Councilor Barb Campbell, who attended the meeting as a liaison to the City Council, suggested the city look into increasing a small fee it levies on the park district for collecting park SDCs from developers.
After discussing the district’s decision, the committee weighed the five affordable housing projects seeking exemptions, eventually deciding to fund all five of them, though most will receive an amount less than requested.
One of the largest projects is near St. Charles Bend and backed by Housing Works, the region’s housing agency. The 53-unit project, recommended to receive $306,305 in exemptions, includes housing for low-income residents with complex medical issues.

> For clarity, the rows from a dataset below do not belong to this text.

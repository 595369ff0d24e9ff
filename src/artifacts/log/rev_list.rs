//! Revision list
//!
//! Walks the commit graph from a start commit through every parent link.
//!
//! ## Algorithm
//!
//! An iterative depth-first search marks each commit `InProgress` while its
//! ancestors are being explored and `Done` afterwards:
//!
//! - reaching a `Done` commit again is a legitimate revisit (two paths to the
//!   same ancestor, e.g. after a merge) and is skipped
//! - reaching an `InProgress` commit means it is its own ancestor, which is
//!   reported as `CorruptHistory`
//! - a missing object ends that line of the walk without error
//!
//! Parents are explored last-to-first, so the reverse postorder lists the
//! start commit first, then its first-parent line, then commits reachable only
//! through later parents. Every commit appears before all of its ancestors.

use crate::artifacts::objects::commit::{Commit, readable_timestamp};
use crate::artifacts::objects::object_id::ObjectId;
use crate::errors::{Error, Result};
use derive_new::new;
use std::collections::{HashMap, HashSet};
use tracing::debug;

/// Read access to commit records
pub trait CommitSource {
    /// Load a commit, `None` when no object exists for `oid`
    fn load_commit(&self, oid: &ObjectId) -> Result<Option<Commit>>;
}

impl<S: CommitSource + ?Sized> CommitSource for &S {
    fn load_commit(&self, oid: &ObjectId) -> Result<Option<Commit>> {
        (**self).load_commit(oid)
    }
}

/// The fields of a commit needed to present history
#[derive(Debug, Clone, PartialEq, Eq)]
pub struct CommitSummary {
    pub oid: ObjectId,
    pub message: String,
    pub timestamp: i64,
    pub author: String,
    pub parents: Vec<ObjectId>,
}

impl CommitSummary {
    pub fn from_commit(oid: ObjectId, commit: &Commit) -> Self {
        CommitSummary {
            oid,
            message: commit.message().to_string(),
            timestamp: commit.timestamp(),
            author: commit.author().display_name(),
            parents: commit.parents().to_vec(),
        }
    }

    pub fn parent(&self) -> Option<&ObjectId> {
        self.parents.first()
    }

    pub fn short_message(&self) -> &str {
        self.message.lines().next().unwrap_or("")
    }

    pub fn readable_timestamp(&self) -> String {
        readable_timestamp(self.timestamp)
    }
}

#[derive(Debug, Clone, Copy, PartialEq, Eq)]
enum Mark {
    InProgress,
    Done,
}

enum Step {
    Enter(ObjectId),
    Leave(ObjectId),
}

/// History walk starting at a single commit
#[derive(Debug, new)]
pub struct RevList<'s, S: CommitSource> {
    source: &'s S,
    start: Option<ObjectId>,
}

impl<S: CommitSource> RevList<'_, S> {
    /// Summaries of every commit reachable from the start, most recent first
    ///
    /// The first element is the start commit; the result is empty when there
    /// is no start commit or its object is missing.
    pub fn history(&self) -> Result<Vec<CommitSummary>> {
        let Some(start) = &self.start else {
            return Ok(Vec::new());
        };

        let mut marks = HashMap::<ObjectId, Mark>::new();
        let mut missing = HashSet::<ObjectId>::new();
        let mut summaries = HashMap::<ObjectId, CommitSummary>::new();
        let mut postorder = Vec::new();
        let mut steps = vec![Step::Enter(start.clone())];

        while let Some(step) = steps.pop() {
            match step {
                Step::Enter(oid) => {
                    match marks.get(&oid) {
                        Some(Mark::InProgress) => return Err(Error::CorruptHistory(oid)),
                        Some(Mark::Done) => continue,
                        None if missing.contains(&oid) => continue,
                        None => {}
                    }

                    let Some(commit) = self.source.load_commit(&oid)? else {
                        debug!(oid = %oid, "history stops at missing object");
                        missing.insert(oid);
                        continue;
                    };

                    marks.insert(oid.clone(), Mark::InProgress);
                    steps.push(Step::Leave(oid.clone()));
                    for parent in commit.parents() {
                        steps.push(Step::Enter(parent.clone()));
                    }
                    summaries.insert(oid.clone(), CommitSummary::from_commit(oid, &commit));
                }
                Step::Leave(oid) => {
                    marks.insert(oid.clone(), Mark::Done);
                    postorder.push(oid);
                }
            }
        }

        debug!(start = %start, commits = postorder.len(), "walked history");

        Ok(postorder
            .into_iter()
            .rev()
            .filter_map(|oid| summaries.remove(&oid))
            .collect())
    }

    /// Hashes of every commit reachable from the start
    pub fn reachable(&self) -> Result<HashSet<ObjectId>> {
        Ok(self
            .history()?
            .into_iter()
            .map(|summary| summary.oid)
            .collect())
    }
}
//! Object store
//!
//! Commit records are stored zlib-compressed under `.twig/objects/<oid>`,
//! where the oid is the SHA-1 of the uncompressed serialization. Objects are
//! written once and never overwritten or removed.

use crate::artifacts::core::atomic_file;
use crate::artifacts::log::rev_list::CommitSource;
use crate::artifacts::objects::commit::Commit;
use crate::artifacts::objects::object::{Object, Unpackable};
use crate::artifacts::objects::object_id::ObjectId;
use crate::errors::{Entity, Error, Result};
use bytes::Bytes;
use derive_new::new;
use std::io::{Cursor, Read, Write};
use std::path::{Path, PathBuf};
use tracing::{debug, info};

#[derive(Debug, new)]
pub struct Database {
    path: Box<Path>,
}

impl Database {
    pub fn objects_path(&self) -> &Path {
        &self.path
    }

    /// Store an object and return its id
    ///
    /// Storing content that is already present is a no-op.
    pub fn store(&self, object: &impl Object) -> Result<ObjectId> {
        let object_content = object.serialize()?;
        let object_id = ObjectId::hash_bytes(&object_content);
        let object_path = self.object_path(&object_id);

        if object_path.exists() {
            debug!(oid = %object_id, "object already stored");
        } else {
            self.write_object(&object_path, object_content)?;
            info!(oid = %object_id, kind = object.object_type(), "stored object");
        }

        Ok(object_id)
    }

    /// Load a commit record, failing with `NotFound` when it is absent
    pub fn load(&self, object_id: &ObjectId) -> Result<Commit> {
        self.load_if_present(object_id)?
            .ok_or_else(|| Error::not_found(Entity::Object, object_id))
    }

    /// Load a commit record, returning `None` when it is absent
    ///
    /// A present but unreadable object is a `MalformedRecord` error.
    pub fn load_if_present(&self, object_id: &ObjectId) -> Result<Option<Commit>> {
        let object_path = self.object_path(object_id);

        let Some(object_content) = atomic_file::read_locked(&object_path)? else {
            return Ok(None);
        };

        let object_content = Self::decompress(object_content.into())
            .map_err(|e| Error::malformed(format!("object {object_id}"), e))?;

        Commit::deserialize(Cursor::new(object_content))
            .map(Some)
            .map_err(|e| match e {
                Error::MalformedRecord { reason, .. } => {
                    Error::malformed(format!("object {object_id}"), reason)
                }
                other => other,
            })
    }

    fn object_path(&self, object_id: &ObjectId) -> PathBuf {
        self.path.join(object_id.to_path())
    }

    fn write_object(&self, object_path: &Path, object_content: Bytes) -> Result<()> {
        let object_content = Self::compress(object_content)?;

        atomic_file::write_atomically(object_path, &object_content)
    }

    fn compress(data: Bytes) -> Result<Bytes> {
        let mut encoder =
            flate2::write::ZlibEncoder::new(Vec::new(), flate2::Compression::default());
        encoder.write_all(&data)?;

        Ok(encoder.finish()?.into())
    }

    fn decompress(data: Bytes) -> std::io::Result<Bytes> {
        let mut decoder = flate2::read::ZlibDecoder::new(&*data);
        let mut decompressed_content = Vec::new();
        decoder.read_to_end(&mut decompressed_content)?;

        Ok(decompressed_content.into())
    }
}

impl CommitSource for Database {
    fn load_commit(&self, oid: &ObjectId) -> Result<Option<Commit>> {
        self.load_if_present(oid)
    }
}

Another project, recommended to receive $156,925 in exemptions, is a 48-unit development on a yet-to-be determined west-side parcel. That project is being developed by Pacific Crest Affordable Housing, which built the Discovery Park Lodge, a building for low-income seniors, in NorthWest Crossing.
A 12-unit project off NE Revere Avenue north of downtown being developed by Steven Rzonca, a private developer, was recommended to receive $77,845. The committee praised it for blending affordable and market-rate units, which will be used to help offset the cost of reserving some homes for low-income residents.
The committee also commended Rzonca for showing that private developers can take on affordable projects.
“It will encourage others, showing it can be done and should be done,” Campbell said.
In total, the committee only awarded $750,000 of the $1 million available, a move members said will allow them to evaluate other projects, should they arise. Additionally, as many affordable projects are dependent on stitching together a number of funding sources, it’s possible not all five will be built.
However, Jim Long, the city’s affordable housing manager, noted it’s easier for a project to receive state funding if there’s local support, saying, “We have to show we’re committed.”
The City Council must vote to approve the exemption recommendations.